Fosse possível recuperar a curto prazo os impostos em atraso de empresas do Nordeste Gaúcho e aplicá-los diretamente na região, haveria recursos para solucionar o gargalo rodoviário, amenizar a crise hospitalar, construir presídios, recuperar escolas ou até mesmo viabilizar o travado aeroporto de Vila Oliva, em Caxias do Sul. O montante também serviria para zerar o déficit do tesouro estadual por um ano ou até para pagar a atual dívida do Estado com os credores.
Essa projeção leva em conta o débito de contribuintes com o fisco estadual. A Serra é responsável por 14,5% das dívidas tributárias acumuladas ao longo de anos no Rio Grande do Sul. Levantamento da Secretaria da Fazenda, a pedido da reportagem, mostra que R$ 5,25 bilhões em impostos pagos pelo cidadão no ato da compra deixaram de ser recolhidos pelas empresas aos cofres públicos em 52 municípios da região. Em todo o RS, a dívida dos chega a R$ 36 bilhões, especialmente com Imposto sobre Circulação de Mercadorias e Serviços (ICMS).
Se a cifra é altíssima, pelo menos dois terços dessa fortuna são quase irrecuperáveis, uma tendência no Estado. O motivo é simples: há débitos de empresas falidas sem patrimônio para penhora, caso de uma distribuidora de cigarros em Caxias com pendência de R$ 90 milhões em ICMS.
O tamanho da dívida também tem uma explicação além da sonegação e do endividamento tributário: dos R$ 5,25 bilhões em débito, 83% do valor integram ações de cobrança judicial. É uma manobra necessária, mas sem garantia de retorno a médio prazo. Como os processos são estendidos por meio de recursos, o desfecho de uma única ação de execução fiscal leva oito anos, em média.
Apesar de as dívidas prescreverem em cinco anos, é possível protelar a cobrança dos tributos na Justiça por tempo indefinido, o que não significa eficácia. Diante da suspensão temporária da ação, por exemplo, a Secretaria da Fazenda mantém a busca por valores passíveis de embargo. Num caso de sonegação de imposto com má administração da empresa, a Receita redireciona a cobrança para os sócios ou sucessores.
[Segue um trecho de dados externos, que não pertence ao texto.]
use std::collections::BTreeMap;
use std::fmt::Write as _;
use std::sync::{Arc, Mutex};
use std::time::{Duration, Instant};

use serde::Serialize;
use tracing::{debug, info};

#[derive(Debug, Default, Serialize, Clone, PartialEq)]
pub struct MetricsSnapshot {
    pub stages: BTreeMap<String, StageMetrics>,
    pub total_duration_ms: f64,
    pub gate_passes: u64,
    pub gate_failures: u64,
    pub predictions: u64,
    pub prediction_failures: u64,
}

#[derive(Debug, Default, Serialize, Clone, PartialEq)]
pub struct StageMetrics {
    pub calls: u64,
    pub total_duration_ms: f64,
    pub max_duration_ms: f64,
}

/// Shared, cloneable collector of run and serving counters.
#[derive(Debug, Default, Clone)]
pub struct MetricsCollector {
    inner: Arc<Mutex<MetricsSnapshot>>,
}

impl MetricsCollector {
    pub fn new() -> Self {
        Self::default()
    }

    /// Times a stage until the returned guard is dropped.
    pub fn start_stage(&self, stage_name: &str) -> StageTimer {
        StageTimer {
            stage: stage_name.to_string(),
            started_at: Instant::now(),
            collector: self.inner.clone(),
            recorded: false,
        }
    }

    pub fn record_total_duration(&self, duration: Duration) {
        if let Ok(mut guard) = self.inner.lock() {
            guard.total_duration_ms = duration.as_secs_f64() * 1_000.0;
        }
    }

    pub fn record_gate_pass(&self) {
        if let Ok(mut guard) = self.inner.lock() {
            guard.gate_passes += 1;
        }
    }

    pub fn record_gate_failure(&self) {
        if let Ok(mut guard) = self.inner.lock() {
            guard.gate_failures += 1;
        }
    }

    pub fn record_prediction(&self, ok: bool) {
        if let Ok(mut guard) = self.inner.lock() {
            if ok {
                guard.predictions += 1;
            } else {
                guard.prediction_failures += 1;
            }
        }
    }

    pub fn snapshot(&self) -> MetricsSnapshot {
        self.inner.lock().map(|g| g.clone()).unwrap_or_default()
    }
}

pub struct StageTimer {
    stage: String,
    started_at: Instant,
    collector: Arc<Mutex<MetricsSnapshot>>,
    recorded: bool,
}

impl StageTimer {
    fn record(&mut self) {
        if self.recorded {
            return;
        }
        let duration_ms = self.started_at.elapsed().as_secs_f64() * 1_000.0;
        if let Ok(mut guard) = self.collector.lock() {
            let metrics = guard.stages.entry(self.stage.clone()).or_default();
            metrics.calls += 1;
            metrics.total_duration_ms += duration_ms;
            metrics.max_duration_ms = metrics.max_duration_ms.max(duration_ms);
        }
        debug!(stage = self.stage.as_str(), duration_ms, "Stage duration recorded");
        self.recorded = true;
    }
}

impl Drop for StageTimer {
    fn drop(&mut self) {
        self.record();
    }
}

pub fn log_snapshot(snapshot: &MetricsSnapshot) {
    info!(
        total_duration_ms = snapshot.total_duration_ms,
        stage_count = snapshot.stages.len(),
        gate_passes = snapshot.gate_passes,
        gate_failures = snapshot.gate_failures,
        "Experiment metrics summary"
    );
    for (stage, metrics) in &snapshot.stages {
        info!(
            stage = stage.as_str(),
            calls = metrics.calls,
            total_ms = metrics.total_duration_ms,
            max_ms = metrics.max_duration_ms,
            "Stage metrics"
        );
    }
}

impl MetricsSnapshot {
    pub fn to_prometheus(&self) -> String {
        let mut output = String::new();
        counter(
            &mut output,
            "pype_gate_passes_total",
            "Total number of metric gate passes",
            self.gate_passes,
        );
        counter(
            &mut output,
            "pype_gate_failures_total",
            "Total number of metric gate failures",
            self.gate_failures,
        );
        counter(
            &mut output,
            "pype_predictions_total",
            "Successful prediction requests",
            self.predictions,
        );
        counter(
            &mut output,
            "pype_prediction_failures_total",
            "Rejected or failed prediction requests",
            self.prediction_failures,
        );
        output.push_str("# HELP pype_stage_calls_total Stage invocation count\n");
        output.push_str("# TYPE pype_stage_calls_total counter\n");
        output.push_str(
            "# HELP pype_stage_duration_seconds_total Accumulated stage duration in seconds\n",
        );
        output.push_str("# TYPE pype_stage_duration_seconds_total counter\n");
        output.push_str("# HELP pype_stage_duration_seconds_max Maximum stage duration in seconds\n");
        output.push_str("# TYPE pype_stage_duration_seconds_max gauge\n");
        for (stage, metrics) in &self.stages {
            let _ = writeln!(
                output,
                "pype_stage_calls_total{{stage=\"{stage}\"}} {}",
                metrics.calls
            );
            let _ = writeln!(
                output,
                "pype_stage_duration_seconds_total{{stage=\"{stage}\"}} {:.6}",
                metrics.total_duration_ms / 1_000.0
            );
            let _ = writeln!(
                output,
                "pype_stage_duration_seconds_max{{stage=\"{stage}\"}} {:.6}",
                metrics.max_duration_ms / 1_000.0
            );
        }
        output.push_str("# HELP pype_run_duration_seconds Total experiment duration\n");
        output.push_str("# TYPE pype_run_duration_seconds gauge\n");
        let _ = writeln!(
            output,
            "pype_run_duration_seconds {:.6}",
            self.total_duration_ms / 1_000.0
        );
        output
    }
}

fn counter(output: &mut String, name: &str, help: &str, value: u64) {
    let _ = writeln!(output, "# HELP {name} {help}");
    let _ = writeln!(output, "# TYPE {name} counter");
    let _ = writeln!(output, "{name} {value}");
}

#[cfg(test)]
mod tests {
    use super::*;

    #[test]
    fn timers_record_on_drop() {
        let collector = MetricsCollector::new();
        {
            let _timer = collector.start_stage("fit");
        }
        {
            let _timer = collector.start_stage("fit");
        }
        let snapshot = collector.snapshot();
        assert_eq!(snapshot.stages["fit"].calls, 2);
    }

    #[test]
    fn prometheus_output_uses_project_prefix() {
        let collector = MetricsCollector::new();
        collector.record_prediction(true);
        collector.record_prediction(false);
        drop(collector.start_stage("evaluate"));
        let text = collector.snapshot().to_prometheus();
        assert!(text.contains("pype_predictions_total 1"));
        assert!(text.contains("pype_prediction_failures_total 1"));
        assert!(text.contains("pype_stage_calls_total{stage=\"evaluate\"} 1"));
    }
}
Na maioria das vezes, entretanto, sócios e herdeiros não possuem bens disponíveis para penhora e podem contestar a ação de diversas formas.
Há ações de empreendimentos fechados há mais de 10 anos em Caxias cuja busca por valores ainda prossegue. O processo mais antigo na área de abrangência da 3ª Delegacia da Receita Estadual (3ª DRE) tem quase 50 anos e se refere a um matadouro de Lagoa Vermelha. Por esse motivo, boa parte dos créditos se torna irrecuperável, inchando a dívida.
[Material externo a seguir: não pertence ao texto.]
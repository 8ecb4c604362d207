use std::fs::File;
use std::path::Path;

use chrono::{DateTime, Utc};
use serde::{Deserialize, Serialize};
use sha2::{Digest, Sha256};

use crate::data::source::with_path;
use crate::error::Result;
use crate::experiment::{MODEL_PARAMS, PIPELINE_PARAMS};
use crate::pipeline::{Pipe, PipelineVisitor, SEPARATOR};
use crate::recipe::Recipe;
use crate::registry::{Parameters, Registry};

/// Effective configuration of a recipe after parameter overrides, with a
/// digest per pipe so two runs can be compared without diffing YAML.
#[derive(Debug, Serialize, Deserialize)]
pub struct ExperimentLock {
    pub recipe_version: u32,
    pub name: String,
    pub generated_at: DateTime<Utc>,
    pub data: Vec<String>,
    pub output: String,
    pub pipes: Vec<PipeLock>,
    pub model: ModelLock,
}

#[derive(Debug, Serialize, Deserialize)]
pub struct PipeLock {
    pub path: String,
    pub operator: String,
    pub params_hash: String,
}

#[derive(Debug, Serialize, Deserialize)]
pub struct ModelLock {
    pub estimator: String,
    pub seed: u64,
    pub params_hash: String,
}

pub fn build_lock(recipe: &Recipe, registry: &Registry) -> Result<ExperimentLock> {
    let mut pipeline = recipe.build_pipeline(registry)?;
    if let Some(params) = recipe.parameters.child(PIPELINE_PARAMS) {
        pipeline.reinitialise(params)?;
    }
    let mut model = recipe.build_model(registry)?;
    if let Some(params) = recipe.parameters.child(MODEL_PARAMS) {
        model.reinitialise(&params.arguments())?;
    }

    let mut collector = PipeHashes::default();
    pipeline.walk(&mut collector);
    let pipes = collector.finish()?;

    let data = recipe
        .data
        .iter()
        .flat_map(|(name, keys)| keys.keys().map(move |key| format!("{name}.{key}")))
        .collect();

    Ok(ExperimentLock {
        recipe_version: recipe.version,
        name: recipe.name.clone(),
        generated_at: Utc::now(),
        data,
        output: recipe.output.directory.to_string_lossy().to_string(),
        pipes,
        model: ModelLock {
            estimator: model.kind().to_string(),
            seed: model.seed(),
            params_hash: hash_params(model.kind(), model.hyperparameters())?,
        },
    })
}

pub fn generate_lock(recipe: &Recipe, registry: &Registry, path: &Path) -> Result<ExperimentLock> {
    let lock = build_lock(recipe, registry)?;
    let file = File::create(path).map_err(|err| with_path(err, path))?;
    serde_yaml::to_writer(file, &lock)?;
    Ok(lock)
}

#[derive(Default)]
struct PipeHashes {
    pipes: Vec<PipeLock>,
    error: Option<serde_json::Error>,
}

impl PipeHashes {
    fn finish(self) -> Result<Vec<PipeLock>> {
        match self.error {
            Some(err) => Err(err.into()),
            None => Ok(self.pipes),
        }
    }
}

impl PipelineVisitor for PipeHashes {
    fn visit_pipe(&mut self, path: &[String], pipe: &Pipe) {
        match hash_params(pipe.kind(), pipe.params()) {
            Ok(params_hash) => self.pipes.push(PipeLock {
                path: path.join(SEPARATOR),
                operator: pipe.kind().to_string(),
                params_hash,
            }),
            Err(err) => {
                self.error.get_or_insert(err);
            }
        }
    }
}

fn hash_params(kind: &str, params: &Parameters) -> serde_json::Result<String> {
    let mut hasher = Sha256::new();
    hasher.update(kind.as_bytes());
    hasher.update(serde_json::to_vec(params)?);
    Ok(format!("{:x}", hasher.finalize()))
}

#[cfg(test)]
mod tests {
    use super::*;
    use crate::pipeline::ParameterTree;
    use serde_json::json;

    const RECIPE: &str = r#"
version: 1
name: lock
output: {directory: out}
data:
  train:
    x: {type: inline, data: [1.0, 2.0]}
    y: {type: inline, data: [1.0, 2.0]}
pipeline:
  - name: scale
    operator: standard_scaler
    inputs: [x]
model:
  estimator: mean
  inputs: [x]
  outputs: [y]
  seed: 7
"#;

    #[test]
    fn lock_hash_follows_parameter_overrides() {
        let registry = Registry::with_defaults();
        let mut recipe: Recipe = serde_yaml::from_str(RECIPE).unwrap();
        let plain = build_lock(&recipe, &registry).unwrap();
        assert_eq!(plain.pipes.len(), 1);
        assert_eq!(plain.pipes[0].path, "scale");
        assert_eq!(plain.model.seed, 7);
        assert_eq!(plain.data, vec!["train.x", "train.y"]);

        recipe.parameters =
            ParameterTree::from_flat([("pipeline__scale__with_mean", json!(false))]).unwrap();
        let changed = build_lock(&recipe, &registry).unwrap();
        assert_ne!(plain.pipes[0].params_hash, changed.pipes[0].params_hash);
        assert_eq!(plain.model.params_hash, changed.model.params_hash);
    }
}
Estimativa da delegacia é de que mais de 90% dos valores com o fisco no Nordeste Gaúcho têm origem nas empresas. Pessoas físicas, também numerosas, respondem por montantes relativamente baixos. A maioria dos devedores está concentrada em Caxias do Sul, Bento Gonçalves e Farroupilha.
- O que as empresas devem são valores que efetivamente foram arcados pelo cidadão, quando da compra da mercadoria cujo valor já está embutido. Salvo exceções, as empresas são meras repassadoras dos recursos ao Estado - complementa o delegado adjunto da 3ª DRE, Magno Friedrich.
A média mensal recuperada pela delegacia de Caxias neste ano oscila entre R$ 10 milhões e R$ 11 milhões.